Aspirin does not appear to be protective or associated with improved clinical outcomes or survival among breast cancer patients with aggressive disease, but it may help reduce breast tissue density and thus lead to earlier detection of some breast cancers, according to 2 recent studies presented at the 2015 San Antonio Breast Cancer Symposium.
Researchers led by Julia C. Tchou, MD, PhD, of the Perelman School of Medicine at the University of Pennsylvania, reported that a history of taking aspirin was not associated with improved survival regardless of receptor status (patients included those with receptor-positive, HER2-positive, and triple-negative cancers). After a 5-year follow-up, researchers actually found that low-dose aspirin was significantly associated with worse overall survival compared with patients who didn’t take it before diagnosis.
The investigators followed 1000 patients diagnosed with breast cancers among whom 14% had a history of aspirin use for at least 30 days prior to diagnosis. The investigators said larger patient cohort studies are needed to confirm these results.

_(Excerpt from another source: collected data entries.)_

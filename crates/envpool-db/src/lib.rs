//! # envpool-db
//!
//! Builds a MySQL connection pool from environment variables.
//!
//! ## Overview
//!
//! The factory validates the required `MYSQL_*` variables, coerces the
//! optional tuning values and hands the result to a [`PoolDriver`]. The
//! environment source, the driver and the logger can all be swapped:
//!
//! - [`EnvSource`]: where variables come from (the process environment by default)
//! - [`PoolDriver`]: what actually constructs the pool ([`MySqlDriver`] by default)
//! - [`PoolLogger`]: where progress and failures are reported ([`TracingLogger`] by default)
//!
//! Pool mechanics belong to the driver; this crate only configures it.
//!
//! ## Usage
//!
//! ```rust,ignore
//! use envpool_db::{create_db, DbPool};
//!
//! async fn example() -> Result<(), Box<dyn std::error::Error>> {
//!     let pool = create_db().await?;
//!     // ... run queries through pool.inner()
//!     pool.close().await;
//!     Ok(())
//! }
//! ```

pub mod driver;
pub mod error;
pub mod factory;
pub mod logger;

// Re-export commonly used types
pub use driver::{DbPool, MySqlDriver, MySqlPoolHandle, PoolDriver};
pub use envpool_common::{ConfigError, EnvSource, PoolConfig, ProcessEnv};
pub use error::CreateDbError;
pub use factory::{create_db, create_db_with, DbFactory};
pub use logger::{PoolLogger, TracingLogger};
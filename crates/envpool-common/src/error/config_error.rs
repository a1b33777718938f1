//! Configuration errors

/// Configuration errors
#[derive(Debug, Clone, PartialEq, Eq, thiserror::Error)]
pub enum ConfigError {
    #[error(
        "Database environment variables are not set: {}. Please check your .env file.",
        .0.join(", ")
    )]
    MissingVars(Vec<&'static str>),
}

impl ConfigError {
    /// Names of the required variables that were absent or empty
    #[must_use]
    pub fn missing_vars(&self) -> &[&'static str] {
        match self {
            Self::MissingVars(vars) => vars,
        }
    }
}
//! MySQL driver backed by SQLx

use std::time::Duration;

use async_trait::async_trait;
use envpool_common::PoolConfig;
use sqlx::mysql::{MySqlConnectOptions, MySqlPool, MySqlPoolOptions};
use sqlx::pool::PoolConnection;
use sqlx::MySql;

use super::{DbPool, PoolDriver};

/// Deadline for an acquire, including opening a new connection
pub const DEFAULT_ACQUIRE_TIMEOUT: Duration = Duration::from_secs(30);

/// Builds [`MySqlPool`]s through SQLx
///
/// By default the pool is created lazily: no connection is opened until the
/// first acquire, so construction only fails on a bad configuration.
#[derive(Debug, Clone)]
pub struct MySqlDriver {
    eager: bool,
    acquire_timeout: Duration,
}

impl Default for MySqlDriver {
    fn default() -> Self {
        Self {
            eager: false,
            acquire_timeout: DEFAULT_ACQUIRE_TIMEOUT,
        }
    }
}

impl MySqlDriver {
    #[must_use]
    pub fn new() -> Self {
        Self::default()
    }

    /// Open a first connection while creating the pool so that bad
    /// credentials or an unreachable host surface immediately.
    #[must_use]
    pub fn eager(mut self) -> Self {
        self.eager = true;
        self
    }

    /// Deadline for [`MySqlPoolHandle::acquire`], connection setup included
    #[must_use]
    pub fn acquire_timeout(mut self, timeout: Duration) -> Self {
        self.acquire_timeout = timeout;
        self
    }

    fn connect_options(config: &PoolConfig) -> MySqlConnectOptions {
        let options = MySqlConnectOptions::new()
            .host(&config.host)
            .username(&config.user)
            .password(&config.password)
            .database(&config.database);

        match config.port {
            Some(port) => options.port(port),
            None => options,
        }
    }

    fn pool_options(&self, config: &PoolConfig) -> MySqlPoolOptions {
        if config.queue_limit > 0 {
            tracing::warn!(
                queue_limit = config.queue_limit,
                "MySQL driver does not bound the acquire queue; queue_limit is ignored"
            );
        }

        // SQLx also bounds connection setup by the acquire timeout, so
        // `wait_for_connections` is applied in `MySqlPoolHandle::acquire` instead.
        MySqlPoolOptions::new()
            .max_connections(config.connection_limit.max(1))
            .min_connections(0)
            .acquire_timeout(self.acquire_timeout)
    }
}

#[async_trait]
impl PoolDriver for MySqlDriver {
    type Pool = MySqlPoolHandle;
    type Error = sqlx::Error;

    fn name(&self) -> &'static str {
        "sqlx-mysql"
    }

    async fn create_pool(&self, config: &PoolConfig) -> Result<Self::Pool, Self::Error> {
        let options = Self::connect_options(config);
        let pool_options = self.pool_options(config);

        let pool = if self.eager {
            pool_options.connect_with(options).await?
        } else {
            pool_options.connect_lazy_with(options)
        };

        Ok(MySqlPoolHandle {
            pool,
            wait_for_connections: config.wait_for_connections,
        })
    }
}

/// A pool produced by [`MySqlDriver`]
#[derive(Debug, Clone)]
pub struct MySqlPoolHandle {
    pool: MySqlPool,
    wait_for_connections: bool,
}

impl MySqlPoolHandle {
    /// Check out a connection.
    ///
    /// With `wait_for_connections` disabled, an exhausted pool (every
    /// connection open and none idle) fails at once with
    /// [`sqlx::Error::PoolTimedOut`] instead of queueing. A pool below its
    /// limit still opens a new connection.
    pub async fn acquire(&self) -> Result<PoolConnection<MySql>, sqlx::Error> {
        if !self.wait_for_connections {
            if let Some(conn) = self.pool.try_acquire() {
                return Ok(conn);
            }
            if self.pool.size() >= self.pool.options().get_max_connections() {
                return Err(sqlx::Error::PoolTimedOut);
            }
        }
        self.pool.acquire().await
    }

    #[must_use]
    pub fn waits_for_connections(&self) -> bool {
        self.wait_for_connections
    }

    /// The underlying SQLx pool, for running queries
    #[must_use]
    pub fn inner(&self) -> &MySqlPool {
        &self.pool
    }

    #[must_use]
    pub fn into_inner(self) -> MySqlPool {
        self.pool
    }
}

impl From<MySqlPoolHandle> for MySqlPool {
    fn from(handle: MySqlPoolHandle) -> Self {
        handle.pool
    }
}

#[async_trait]
impl DbPool for MySqlPoolHandle {
    async fn close(&self) {
        self.pool.close().await;
    }

    fn is_closed(&self) -> bool {
        self.pool.is_closed()
    }
}
//! Pool factory
//!
//! Validates the environment, then makes exactly one call to the driver.

use std::error::Error;
use std::sync::Arc;

use envpool_common::{EnvSource, PoolConfig, ProcessEnv};

use crate::driver::{MySqlDriver, MySqlPoolHandle, PoolDriver};
use crate::error::CreateDbError;
use crate::logger::{PoolLogger, TracingLogger};

/// Build a pool from an environment source with the given driver.
///
/// Missing required variables fail before the driver is touched and are not
/// logged. A driver failure is logged through `logger` and returned as-is
/// inside [`CreateDbError::Driver`].
pub async fn create_db_with<E, D>(
    env: &E,
    driver: &D,
    logger: &dyn PoolLogger,
) -> Result<D::Pool, CreateDbError<D::Error>>
where
    E: EnvSource + Sync + ?Sized,
    D: PoolDriver + ?Sized,
{
    let config = PoolConfig::from_env(env)?;

    logger.debug(&format!("Using MySQL driver {}", driver.name()));
    logger.debug_config(&config);

    match driver.create_pool(&config).await {
        Ok(pool) => {
            logger.debug("MySQL pool created");
            Ok(pool)
        }
        Err(err) => {
            logger.error("Failed to create MySQL connection pool", &err);
            let mut cause = err.source();
            while let Some(e) = cause {
                logger.debug(&format!("Caused by: {e}"));
                cause = e.source();
            }
            Err(CreateDbError::Driver(err))
        }
    }
}

/// Build a pool from the process environment with the SQLx MySQL driver
pub async fn create_db() -> Result<MySqlPoolHandle, CreateDbError<sqlx::Error>> {
    DbFactory::new().create().await
}

/// Builder over the injectable pieces of [`create_db_with`]
///
/// ```rust,ignore
/// let pool = DbFactory::new()
///     .env(HashMap::from([("MYSQL_HOST", "db"), /* ... */]))
///     .logger(Arc::new(MyLogger))
///     .create()
///     .await?;
/// ```
pub struct DbFactory<E = ProcessEnv, D = MySqlDriver> {
    env: E,
    driver: D,
    logger: Arc<dyn PoolLogger>,
}

impl DbFactory {
    #[must_use]
    pub fn new() -> Self {
        Self {
            env: ProcessEnv,
            driver: MySqlDriver::default(),
            logger: Arc::new(TracingLogger),
        }
    }
}

impl Default for DbFactory {
    fn default() -> Self {
        Self::new()
    }
}

impl<E, D> DbFactory<E, D> {
    /// Read variables from `env` instead of the process environment
    pub fn env<E2: EnvSource>(self, env: E2) -> DbFactory<E2, D> {
        DbFactory {
            env,
            driver: self.driver,
            logger: self.logger,
        }
    }

    pub fn driver<D2: PoolDriver>(self, driver: D2) -> DbFactory<E, D2> {
        DbFactory {
            env: self.env,
            driver,
            logger: self.logger,
        }
    }

    pub fn logger(mut self, logger: Arc<dyn PoolLogger>) -> Self {
        self.logger = logger;
        self
    }
}

impl<E, D> DbFactory<E, D>
where
    E: EnvSource + Sync,
    D: PoolDriver,
{
    /// Validate the environment and construct the pool
    pub async fn create(&self) -> Result<D::Pool, CreateDbError<D::Error>> {
        create_db_with(&self.env, &self.driver, self.logger.as_ref()).await
    }
}
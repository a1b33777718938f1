//! Tracing and logging setup
//!
//! Configures the `tracing` subscriber with environment-based filtering.

use tracing::Level;
use tracing_subscriber::{
    fmt::{self, format::FmtSpan},
    layer::SubscriberExt,
    util::{SubscriberInitExt, TryInitError},
    EnvFilter,
};

use crate::config::EnvSource;

/// Tracing configuration options
#[derive(Debug, Clone)]
pub struct TracingConfig {
    /// Log level filter (e.g., "info", "debug", "trace")
    pub level: Level,
    /// Enable JSON output format
    pub json: bool,
    /// Include span events (new, close)
    pub span_events: bool,
    /// Include file and line numbers
    pub file_line: bool,
    /// Include thread names
    pub thread_names: bool,
    /// Include thread IDs
    pub thread_ids: bool,
}

impl Default for TracingConfig {
    fn default() -> Self {
        Self {
            level: Level::INFO,
            json: false,
            span_events: false,
            file_line: true,
            thread_names: false,
            thread_ids: false,
        }
    }
}

impl TracingConfig {
    /// Create a development configuration with debug logging
    #[must_use]
    pub fn development() -> Self {
        Self {
            level: Level::DEBUG,
            json: false,
            span_events: true,
            file_line: true,
            thread_names: true,
            thread_ids: false,
        }
    }

    /// Create a production configuration with JSON logging
    #[must_use]
    pub fn production() -> Self {
        Self {
            level: Level::INFO,
            json: true,
            span_events: false,
            file_line: false,
            thread_names: false,
            thread_ids: false,
        }
    }

    /// Start from the defaults and apply `LOG_LEVEL` and `LOG_FORMAT`.
    ///
    /// `LOG_FORMAT=json` switches to the production preset; unknown levels
    /// are ignored.
    pub fn from_env<E: EnvSource + ?Sized>(env: &E) -> Self {
        let mut config = match env.var("LOG_FORMAT").map(|s| s.to_lowercase()).as_deref() {
            Some("json") => Self::production(),
            _ => Self::default(),
        };
        if let Some(level) = env.var("LOG_LEVEL").and_then(|s| s.parse().ok()) {
            config.level = level;
        }
        config
    }

    fn span_events(&self) -> FmtSpan {
        if self.span_events {
            FmtSpan::NEW | FmtSpan::CLOSE
        } else {
            FmtSpan::NONE
        }
    }
}

/// Initialize the tracing subscriber with default configuration
///
/// Uses `RUST_LOG` environment variable for filtering if set,
/// otherwise defaults to "info" level.
///
/// # Panics
/// Panics if the subscriber cannot be initialized (usually means it's already set).
pub fn init_tracing() {
    init_tracing_with_config(TracingConfig::default());
}

/// Initialize the tracing subscriber with custom configuration
///
/// # Panics
/// Panics if the subscriber cannot be initialized (usually means it's already set).
pub fn init_tracing_with_config(config: TracingConfig) {
    install(&config).expect("tracing subscriber already initialized");
}

/// Try to initialize tracing, returning Ok if successful or already initialized
///
/// Unlike `init_tracing`, this function will not panic if called multiple times.
pub fn try_init_tracing() -> Result<(), TracingError> {
    try_init_tracing_with_config(TracingConfig::default())
}

/// Try to initialize tracing with custom configuration
///
/// Unlike `init_tracing_with_config`, this function will not panic if called multiple times.
pub fn try_init_tracing_with_config(config: TracingConfig) -> Result<(), TracingError> {
    install(&config).map_err(|_| TracingError::AlreadyInitialized)
}

fn install(config: &TracingConfig) -> Result<(), TryInitError> {
    let env_filter = EnvFilter::try_from_default_env()
        .unwrap_or_else(|_| EnvFilter::new(config.level.to_string()));

    let fmt_layer = fmt::layer()
        .with_file(config.file_line)
        .with_line_number(config.file_line)
        .with_thread_names(config.thread_names)
        .with_thread_ids(config.thread_ids)
        .with_span_events(config.span_events());

    if config.json {
        // JSON format for production/structured logging
        tracing_subscriber::registry()
            .with(env_filter)
            .with(fmt_layer.json())
            .try_init()
    } else {
        tracing_subscriber::registry()
            .with(env_filter)
            .with(fmt_layer)
            .try_init()
    }
}

/// Tracing initialization errors
#[derive(Debug, thiserror::Error)]
pub enum TracingError {
    #[error("Tracing subscriber already initialized")]
    AlreadyInitialized,
}
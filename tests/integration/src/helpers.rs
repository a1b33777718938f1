//! Test doubles for the pool factory
//!
//! `FakeDriver` records every configuration it is handed and either returns
//! a `FakePool` or a scripted error. `RecordingLogger` captures log calls so
//! tests can assert on exactly what was reported.

use std::error::Error;
use std::sync::atomic::{AtomicBool, Ordering};
use std::sync::{Arc, Mutex};

use async_trait::async_trait;
use envpool_common::PoolConfig;
use envpool_db::{DbPool, PoolDriver, PoolLogger};

/// Error returned by a failing [`FakeDriver`]
#[derive(Debug, thiserror::Error)]
#[error("{message}")]
pub struct FakeDriverError {
    pub message: String,
    #[source]
    pub cause: Option<std::io::Error>,
}

/// A pool that only tracks whether it was closed
#[derive(Debug, Default)]
pub struct FakePool {
    pub id: usize,
    closed: AtomicBool,
}

#[async_trait]
impl DbPool for FakePool {
    async fn close(&self) {
        self.closed.store(true, Ordering::SeqCst);
    }

    fn is_closed(&self) -> bool {
        self.closed.load(Ordering::SeqCst)
    }
}

#[derive(Debug, Clone)]
enum Outcome {
    Succeed,
    Fail { message: String, cause: Option<String> },
}

/// Driver double; clones share the same call log
#[derive(Debug, Clone)]
pub struct FakeDriver {
    outcome: Outcome,
    calls: Arc<Mutex<Vec<PoolConfig>>>,
}

impl FakeDriver {
    pub fn succeeding() -> Self {
        Self {
            outcome: Outcome::Succeed,
            calls: Arc::default(),
        }
    }

    pub fn failing(message: &str) -> Self {
        Self {
            outcome: Outcome::Fail {
                message: message.to_string(),
                cause: None,
            },
            calls: Arc::default(),
        }
    }

    /// Fail with an error whose `source()` is an I/O error carrying `cause`
    pub fn failing_with_cause(message: &str, cause: &str) -> Self {
        Self {
            outcome: Outcome::Fail {
                message: message.to_string(),
                cause: Some(cause.to_string()),
            },
            calls: Arc::default(),
        }
    }

    /// Every configuration passed to `create_pool`, in call order
    pub fn calls(&self) -> Vec<PoolConfig> {
        self.calls.lock().expect("driver call log poisoned").clone()
    }

    pub fn call_count(&self) -> usize {
        self.calls.lock().expect("driver call log poisoned").len()
    }
}

#[async_trait]
impl PoolDriver for FakeDriver {
    type Pool = FakePool;
    type Error = FakeDriverError;

    fn name(&self) -> &'static str {
        "fake"
    }

    async fn create_pool(&self, config: &PoolConfig) -> Result<FakePool, FakeDriverError> {
        let id = {
            let mut calls = self.calls.lock().expect("driver call log poisoned");
            calls.push(config.clone());
            calls.len()
        };

        match &self.outcome {
            Outcome::Succeed => Ok(FakePool {
                id,
                ..FakePool::default()
            }),
            Outcome::Fail { message, cause } => Err(FakeDriverError {
                message: message.clone(),
                cause: cause.as_deref().map(std::io::Error::other),
            }),
        }
    }
}

/// One captured log call
#[derive(Debug, Clone, PartialEq, Eq)]
pub enum LogEntry {
    Error { message: String, error: String },
    Debug(String),
}

/// Logger double that keeps every call in order
#[derive(Debug, Default)]
pub struct RecordingLogger {
    entries: Mutex<Vec<LogEntry>>,
}

impl RecordingLogger {
    pub fn new() -> Arc<Self> {
        Arc::new(Self::default())
    }

    pub fn entries(&self) -> Vec<LogEntry> {
        self.entries.lock().expect("log poisoned").clone()
    }

    pub fn errors(&self) -> Vec<(String, String)> {
        self.entries()
            .into_iter()
            .filter_map(|entry| match entry {
                LogEntry::Error { message, error } => Some((message, error)),
                LogEntry::Debug(_) => None,
            })
            .collect()
    }

    pub fn debug_lines(&self) -> Vec<String> {
        self.entries()
            .into_iter()
            .filter_map(|entry| match entry {
                LogEntry::Debug(line) => Some(line),
                LogEntry::Error { .. } => None,
            })
            .collect()
    }

    fn push(&self, entry: LogEntry) {
        self.entries.lock().expect("log poisoned").push(entry);
    }
}

impl PoolLogger for RecordingLogger {
    fn error(&self, message: &str, error: &(dyn Error + 'static)) {
        self.push(LogEntry::Error {
            message: message.to_string(),
            error: error.to_string(),
        });
    }

    fn debug(&self, message: &str) {
        self.push(LogEntry::Debug(message.to_string()));
    }
}

/// Logger that only implements the mandatory `error` call
#[derive(Debug, Default)]
pub struct ErrorOnlyLogger {
    pub errors: Mutex<Vec<String>>,
}

impl PoolLogger for ErrorOnlyLogger {
    fn error(&self, message: &str, _error: &(dyn Error + 'static)) {
        self.errors
            .lock()
            .expect("log poisoned")
            .push(message.to_string());
    }
}
use serde::{Deserialize, Serialize};

use crate::dialogue::DialogueGraph;
use crate::id::{CharacterId, ItemId};

/// A person the player can talk to and trade with.
#[derive(Debug, Clone, PartialEq, Serialize, Deserialize)]
pub struct Character {
    /// Unique identifier.
    pub id: CharacterId,
    /// Display name.
    pub name: String,
    /// Short description shown when the character is present.
    pub description: String,
    /// Alternative names the player may type.
    pub aliases: Vec<String>,
    /// Items the character carries at the start.
    pub items: Vec<ItemId>,
    /// The character's conversation, rooted at [`DialogueGraph::root`].
    pub dialogue: Option<DialogueGraph>,
    /// Items the character will take from the player. `None` accepts anything.
    pub accepts: Option<Vec<ItemId>>,
    /// Line spoken when the character receives an item.
    pub on_give: Option<String>,
}

impl Character {
    /// Create a character with no items and no dialogue.
    pub fn new(id: CharacterId, name: impl Into<String>) -> Self {
        Self {
            id,
            name: name.into(),
            description: String::new(),
            aliases: Vec::new(),
            items: Vec::new(),
            dialogue: None,
            accepts: None,
            on_give: None,
        }
    }

    /// Set the description.
    pub fn with_description(mut self, description: impl Into<String>) -> Self {
        self.description = description.into();
        self
    }

    /// Attach a dialogue graph.
    pub fn with_dialogue(mut self, dialogue: DialogueGraph) -> Self {
        self.dialogue = Some(dialogue);
        self
    }

    /// The canonical name followed by every alias.
    pub fn names(&self) -> impl Iterator<Item = &str> {
        std::iter::once(self.name.as_str()).chain(self.aliases.iter().map(String::as_str))
    }

    /// Whether the character takes `item` when offered.
    pub fn accepts(&self, item: &ItemId) -> bool {
        self.accepts.as_ref().is_none_or(|list| list.contains(item))
    }
}
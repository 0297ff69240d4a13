//! Reading story files and reporting what is wrong with them.

use std::path::PathBuf;

use sl_core::World;
use sl_markdown::ParseResult;

/// Parse every file into one world and print diagnostics.
/// Returns the world if there are no errors.
pub fn load(paths: &[PathBuf]) -> Result<World, String> {
    let result = sl_markdown::parse_files(paths).map_err(|e| e.to_string())?;
    print_diagnostics(&result);

    if result.has_errors() {
        Err("the story could not be loaded".into())
    } else {
        tracing::debug!(
            scenes = result.world.scene_count(),
            items = result.world.item_count(),
            characters = result.world.character_count(),
            "story loaded"
        );
        Ok(result.world)
    }
}

/// Print diagnostics to stderr using ariadne.
fn print_diagnostics(result: &ParseResult) {
    if result.diagnostics.is_empty() {
        return;
    }
    eprint!("{}", result.render());

    let errors = result.error_count();
    let warnings = result.warning_count();
    eprintln!(
        "  {} error{}, {} warning{}",
        errors,
        if errors == 1 { "" } else { "s" },
        warnings,
        if warnings == 1 { "" } else { "s" },
    );
}
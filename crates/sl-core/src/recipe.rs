use serde::{Deserialize, Serialize};

use crate::id::ItemId;

/// One product a recipe can yield.
#[derive(Debug, Clone, PartialEq, Eq, Serialize, Deserialize)]
pub struct RecipeResult {
    /// The produced item.
    pub item: ItemId,
    /// Text shown when the item is produced.
    pub description: Option<String>,
}

/// An unordered ingredient pair and everything it can produce.
#[derive(Debug, Clone, PartialEq, Eq, Serialize, Deserialize)]
pub struct Recipe {
    /// Ingredients in sorted order.
    pub ingredients: (ItemId, ItemId),
    /// Candidate results. More than one makes the recipe ambiguous.
    pub results: Vec<RecipeResult>,
}

/// All combination recipes in a world, keyed by sorted ingredient pair.
#[derive(Debug, Clone, Default, PartialEq, Eq, Serialize, Deserialize)]
pub struct RecipeBook {
    recipes: Vec<Recipe>,
}

impl RecipeBook {
    /// Create an empty recipe book.
    pub fn new() -> Self {
        Self::default()
    }

    /// Canonical key for an ingredient pair.
    pub fn key(a: &ItemId, b: &ItemId) -> (ItemId, ItemId) {
        if a <= b {
            (a.clone(), b.clone())
        } else {
            (b.clone(), a.clone())
        }
    }

    /// Register a result for an ingredient pair. A result already listed for
    /// the pair is ignored. Returns `true` if the result was added.
    pub fn add(&mut self, a: &ItemId, b: &ItemId, result: RecipeResult) -> bool {
        let key = Self::key(a, b);
        match self.recipes.iter_mut().find(|r| r.ingredients == key) {
            Some(recipe) => {
                if recipe.results.iter().any(|r| r.item == result.item) {
                    return false;
                }
                recipe.results.push(result);
            }
            None => self.recipes.push(Recipe {
                ingredients: key,
                results: vec![result],
            }),
        }
        true
    }

    /// Every result the pair can produce, in either order.
    pub fn lookup(&self, a: &ItemId, b: &ItemId) -> &[RecipeResult] {
        let key = Self::key(a, b);
        self.recipes
            .iter()
            .find(|r| r.ingredients == key)
            .map(|r| r.results.as_slice())
            .unwrap_or_default()
    }

    /// All recipes in registration order.
    pub fn iter(&self) -> impl Iterator<Item = &Recipe> {
        self.recipes.iter()
    }

    /// Number of ingredient pairs with at least one result.
    pub fn len(&self) -> usize {
        self.recipes.len()
    }

    /// Whether no recipes are registered.
    pub fn is_empty(&self) -> bool {
        self.recipes.is_empty()
    }
}


#[cfg(test)]
mod proptests {
    use super::*;
    use proptest::prelude::*;
    use proptest::sample::select;

    fn ingredient() -> impl Strategy<Value = ItemId> {
        select(vec!["rag", "alcohol", "wire", "pin", "key", "lamp"]).prop_map(ItemId::from)
    }

    proptest! {
        #[test]
        fn lookup_ignores_argument_order(
            recipes in prop::collection::vec((ingredient(), ingredient(), ingredient()), 0..12),
            a in ingredient(),
            b in ingredient(),
        ) {
            let mut book = RecipeBook::new();
            for (first, second, made) in &recipes {
                book.add(first, second, RecipeResult { item: made.clone(), description: None });
            }
            prop_assert_eq!(book.lookup(&a, &b), book.lookup(&b, &a));
            for (first, second, made) in &recipes {
                prop_assert!(book.lookup(second, first).iter().any(|r| &r.item == made));
            }
        }
    }
}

A second study presented at the symposium examined whether aspirin is associated with breast density. Despina Kontos, PhD, and colleagues at the University of Pennsylvania, examined the medical records of 26,000 women who had undergone routine screening mammography during 2012 and 2013 and had an outpatient visit with a doctor within the previous year that included a recorded list of medications used.
They report an inverse association between aspirin use and mammographic density. Compared with women with extremely dense breasts, women with fatty or less dense breasts were more likely to be aspirin users. Investigators also found a lower likelihood of having extremely dense breasts with increasing aspirin dose. This association was significant among women under age 60 and among African American women.